忍陵神社

Last-modified: 2013-06-29 (土) 22:11:57
 

忍陵神社
にんりょうじんじゃ
しのぶがおか.jpg
(参拝日:平成25年4月29日)
住所:大阪府四條畷市岡山2-7-12mapionlogo.gif
主祭神:藤原鎌足
社格:式内小社、村社
主な祭礼:10月10日(例祭)

しのぶがおか1.jpg
↑鳥居↑
(由緒:パンフレットより)
当神社は当地の豪族津桙氏の氏神として創建されたもので延長五年(九二七年)に選定された延喜式神名帳には
河内国讃良郡鎮座津桙神社と記されており江戸期の神社縁起によれば人王四十代天武朝(六七五年頃)に
熊野皇大神を勧請、又清和朝(八七〇年頃)に鎌足公幼少の頃当地に居住せしとの謂れより武運長久を祈り
忍岡に鎌足大明神と号しお祀りした記述があります。

尚創建時は大字大岡山八幡山に鎮座し、奥之宮・下之宮と境内外地は一五,〇〇〇坪余を有しておりましたが、
寛永十一年(一六三四年)に忍岡の地に遷座、明治四十四年(一九一一年)に鎮座地の地名に因んで忍陵神社と改称
すると共に砂東村(現在の字名奈良田畑地区周辺)の氏神馬守社と砂西村(現在の砂地区一帯)の氏神
大将軍社の大神を合祀致しております。

この合祀された馬守大神は古来より牛馬畜産の神として信仰され大将軍神は日本最古の方除神として崇敬されております。

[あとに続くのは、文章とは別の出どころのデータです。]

//! The server: listeners, default endpoints, request dispatch and lifecycle.
//!
//! ```text
//!   created ──start──▶ started ──stop──▶ stopping ──▶ stopped
//! ```
//!
//! Stopping runs in a fixed order:
//!
//! 1. The [`ActivityMonitor`] starts draining; new requests get 503.
//! 2. The health check turns not-ready and waits, bounded by the shutdown
//!    timeout, until in-flight requests finish (and, for the load balancer
//!    check, until every caller has seen the not-ready state).
//! 3. Listeners close and open connections shut down gracefully.
//! 4. Access log writers are flushed.
//!
//! A drain that runs out of time cancels every in-flight request context,
//! closes connections at once, and makes `stop` return
//! [`ServerError::ShutdownTimeout`].

use std::any::Any;
use std::backtrace::Backtrace;
use std::convert::Infallible;
use std::fmt;
use std::future::Future;
use std::net::{SocketAddr, TcpListener as StdTcpListener};
use std::panic::AssertUnwindSafe;
use std::sync::Arc;
use std::time::Duration;

use bytes::Bytes;
use chrono::Local;
use futures_util::FutureExt;
use http::{header, HeaderValue, Method, StatusCode};
use http_body_util::combinators::BoxBody;
use http_body_util::{BodyExt, Full};
use hyper::body::Incoming;
use hyper::service::service_fn;
use hyper_util::rt::{TokioExecutor, TokioIo, TokioTimer};
use hyper_util::server::conn::auto;
use parking_lot::{Mutex, MutexGuard, RwLock};
use tokio::io::{AsyncRead, AsyncWrite};
use tokio::net::{TcpListener, TcpStream};
use tokio::sync::watch;
use tokio::task::{AbortHandle, JoinHandle};
use tokio::time::Instant;
use tokio_rustls::TlsAcceptor;
use tokio_util::sync::CancellationToken;
use tracing::Instrument;
use tracing_appender::non_blocking::WorkerGuard;

use gizmo_config::ServerConfig;
use gizmo_core::codec::{error_response, text_response};
use gizmo_core::{Request, RequestContext, Response, ServiceError};
use gizmo_middleware::stages::{AccessLog, AccessRecord, Cors};
use gizmo_middleware::Pipeline;
use gizmo_router::MethodFilter;
use gizmo_telemetry::{ErrorReport, ErrorReporter, MetricsRegistry};

use crate::activity::ActivityMonitor;
use crate::error::{ServerError, ServerResult};
use crate::health::{self, HealthCheck};
use crate::pprof;
use crate::router::{handler_fn, ok_text, Handler, RouterKind, ServerRouter};
use crate::rpc::{RpcCode, RpcHost, RpcReply, RpcStatus};
use crate::service::{join_path, Service};
use crate::shutdown::{wait_for_os_signal, ConnectionTracker, ShutdownSignal};
use crate::tls;

/// Platform warm-up probe, always answered with `OK`.
pub const WARMUP_PATH: &str = "/_ah/warmup";

/// Response header carrying the request id.
pub const REQUEST_ID_HEADER: &str = "x-request-id";

/// Body of the 500 answered when a handler panics.
pub const PANIC_BODY: &str = "unexpected server error";

type ResponseBody = BoxBody<Bytes, Infallible>;

/// Where the server is in its lifecycle.
#[derive(Debug, Clone, PartialEq, Eq)]
pub enum ServerState {
    /// Built, accepting registrations.
    Created,
    /// Serving.
    Started,
    /// `stop` is running.
    Stopping,
    /// Stopped with the given outcome.
    Stopped(ServerResult<()>),
}

#[derive(Debug, Clone, Copy, PartialEq, Eq)]
enum Protocol {
    Http,
    Rpc,
}

struct Inner {
    config: ServerConfig,
    state: Mutex<ServerState>,
    router: RwLock<ServerRouter>,
    rpc: RwLock<RpcHost>,
    health: Arc<dyn HealthCheck>,
    monitor: ActivityMonitor,
    metrics: MetricsRegistry,
    reporter: Option<Arc<dyn ErrorReporter>>,
    layers: Pipeline,
    rpc_access_log: Option<AccessLog>,
    log_guards: Mutex<Vec<WorkerGuard>>,
    http_listener: Mutex<Option<StdTcpListener>>,
    http_addr: SocketAddr,
    rpc_addr: Mutex<Option<SocketAddr>>,
    tls: Option<TlsAcceptor>,
    shutdown: ShutdownSignal,
    stop_requested: ShutdownSignal,
    connections: ConnectionTracker,
    accept_tasks: Mutex<Vec<JoinHandle<()>>>,
    accept_error: Mutex<Option<ServerError>>,
    root: CancellationToken,
    outcome: watch::Sender<Option<ServerResult<()>>>,
}

/// Identifies a request in panic reports.
struct RequestLabel {
    request_id: String,
    method: String,
    path: String,
}

impl RequestLabel {
    fn of(ctx: &RequestContext) -> Self {
        Self {
            request_id: ctx.request_id().to_string(),
            method: ctx.method().to_string(),
            path: ctx.path().to_string(),
        }
    }
}
//! JSON-over-HTTP publisher.
//!
//! Each publish is one `POST` of a [`PublishBatch`] to the configured URL.
//! Bodies travel base64 encoded so arbitrary bytes survive the JSON
//! envelope. Attributes on the request context ride along with every record.

use std::time::Duration;

use async_trait::async_trait;
use base64::Engine;
use bytes::Bytes;
use reqwest::Client;
use serde::{Deserialize, Serialize};

use gizmo_core::RequestContext;

use crate::error::{PubSubError, PubSubResult};
use crate::publisher::{check_lengths, MessageAttributes, MultiPublisher, Publisher};

/// Request header carrying the publishing request's id.
pub const REQUEST_ID_HEADER: &str = "x-request-id";

/// Longest error body kept in [`PubSubError::Http`].
const MAX_ERROR_BODY: usize = 512;

/// One published message on the wire.
#[derive(Debug, Clone, PartialEq, Eq, Serialize, Deserialize)]
pub struct PublishRecord {
    /// Routing key.
    pub key: String,
    /// Base64 payload.
    pub body: String,
    /// Message attributes.
    #[serde(default, skip_serializing_if = "MessageAttributes::is_empty")]
    pub attributes: MessageAttributes,
}

impl PublishRecord {
    /// Encodes a payload into a record.
    pub fn new(key: impl Into<String>, body: &[u8], attributes: MessageAttributes) -> Self {
        Self {
            key: key.into(),
            body: base64::engine::general_purpose::STANDARD.encode(body),
            attributes,
        }
    }

    /// Decodes the payload.
    pub fn decode_body(&self) -> PubSubResult<Bytes> {
        base64::engine::general_purpose::STANDARD
            .decode(&self.body)
            .map(Bytes::from)
            .map_err(|e| PubSubError::Decode(e.to_string()))
    }
}

/// Request body of one publish call.
#[derive(Debug, Clone, PartialEq, Eq, Serialize, Deserialize)]
pub struct PublishBatch {
    /// Records in publish order.
    pub records: Vec<PublishRecord>,
}

/// Publisher posting JSON records to an HTTP endpoint.
#[derive(Debug, Clone)]
pub struct HttpPublisher {
    client: Client,
    url: String,
}

impl HttpPublisher {
    /// Creates a publisher with a 10s request timeout.
    pub fn new(url: impl Into<String>) -> PubSubResult<Self> {
        let client = Client::builder()
            .timeout(Duration::from_secs(10))
            .build()
            .map_err(|e| PubSubError::Transport(format!("failed to create client: {e}")))?;
        Ok(Self::with_client(client, url))
    }

    /// Creates a publisher over an existing client.
    pub fn with_client(client: Client, url: impl Into<String>) -> Self {
        Self {
            client,
            url: url.into(),
        }
    }

    /// Target URL.
    pub fn url(&self) -> &str {
        &self.url
    }

    async fn send(&self, ctx: &RequestContext, records: Vec<PublishRecord>) -> PubSubResult<()> {
        let count = records.len();
        let response = self
            .client
            .post(&self.url)
            .header(REQUEST_ID_HEADER, ctx.request_id().to_string())
            .json(&PublishBatch { records })
            .send()
            .await?;

        let status = response.status();
        if status.is_success() {
            tracing::debug!(url = %self.url, count, "published");
            return Ok(());
        }

        let mut body = response.text().await.unwrap_or_default();
        if body.len() > MAX_ERROR_BODY {
            let mut end = MAX_ERROR_BODY;
            while !body.is_char_boundary(end) {
                end -= 1;
            }
            body.truncate(end);
        }
        tracing::warn!(url = %self.url, status = status.as_u16(), "publish rejected");
        Err(PubSubError::Http {
            status: status.as_u16(),
            body,
        })
    }
}

#[async_trait]
impl Publisher for HttpPublisher {
    async fn publish_raw(&self, ctx: &RequestContext, key: &str, body: Bytes) -> PubSubResult<()> {
        let record = PublishRecord::new(key, &body, MessageAttributes::from_context(ctx));
        self.send(ctx, vec![record]).await
    }
}

#[async_trait]
impl MultiPublisher for HttpPublisher {
    async fn publish_multi_raw(
        &self,
        ctx: &RequestContext,
        keys: &[String],
        bodies: Vec<Bytes>,
    ) -> PubSubResult<()> {
        check_lengths(keys.len(), bodies.len())?;
        let attributes = MessageAttributes::from_context(ctx);
        let records = keys
            .iter()
            .zip(&bodies)
            .map(|(key, body)| PublishRecord::new(key.as_str(), body, attributes.clone()))
            .collect();
        self.send(ctx, records).await
    }
}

又現在の社殿は昭和九年(一九三四年)室戸台風により倒壊した旧社殿跡に馬守社の社殿を
昭和十年(一九三五年)解体移築したのですが、この社殿も江戸末期(一八六五年)から明治初期(一八八〇年)の
建物である事が判明しております。

この社殿移築工事中に社殿東側から古墳時代前期(四世紀頃)の竪穴式前方後円墳石室が発見され、
保存の覆屋が設けられ貴重な文化財(大阪府指定史跡)として現存しております。

特に忍岡の丘陵地は古代より開け栄えた処でありますが、境内東参道入り口に往時この地を訪れた歌人が詠んだ
忍岡古歌を刻んだ歌碑が建立されており、又永禄六年(一五六三年)にはこの処が岡山キリシタン発祥の地として
文献に登場、立派な教会が建っていた記述もあり、元和元年(一六一五年)大坂夏の陣には徳川方の本陣が設けられ
江戸幕府成立に重要な役割を成した処でもあります。

この歴史ある鎮守の杜も私達の祖先が幾多の困難を乗り越えて今に継承されて来た努力を考える時
この「心のふるさと」忍岡の杜を絶やす事なく次世代に引継ぐ事がこの地域に住む私達の責務であると思います。

戦後荒廃していた境内も昭和五十八~九年(一九九三~四年)に第一次神域整備が行われ、
平成八年(一九九六年)に第二次境内整備として参道の補修・玉垣増設・スロープの新設・東参道鳥居の再建を行い、
平成二十四年(二〇一二年)秋には地域の人達の参道を得て古事記編纂一三〇〇年に事よせて
御社殿を改修すると共に社務所・神具庫を再建し今に至っております。

しのぶがおか2.jpg
↑社殿↑
しのぶがおか3.jpg
↑忍陵古墳↑
しのぶがおか5.jpg
↑行者堂↑
しのぶがおか4.jpg
↑御神木 櫟↑
(以下、余談)
JR学研都市線忍ヶ丘駅近くの宅地の中に丘に鎮座します。
社名は「にんりょう」のほかに、駅名と同じく「しのぶがおか」とも読みます。

戦国時代には三好長慶が居城・飯盛山城の支城として、忍岡古墳の丘陵を利用して岡山城を築きました。
慶長20年(1615年)大坂夏の陣の際、徳川方の本陣が置かれ勝利した縁起のよい場所として「御勝山」と称されました。

現在の神社は、平成二十四年に本殿や社務所を再建しているので、見た目には非常に新しい神社でした。
ですが、覆屋に囲われた忍岡古墳の石室が四世紀頃の遺構として残されており、歴史を感じました。
これは1934年(昭和9年)室戸台風により倒壊した神社を再建する際、発見した竪穴式石室です。

本殿から丘を下り、右手に回り込んだところに行者堂という建物があります。
正式名称は「岡山行者堂」といい、「赤山の頂上に建立されていたが、当地に移動した」との記述があります。
津桙神社の縁起に「役行者開基」とあり、神社が遷座した際に当地にこの建物が遷ったものと思われます。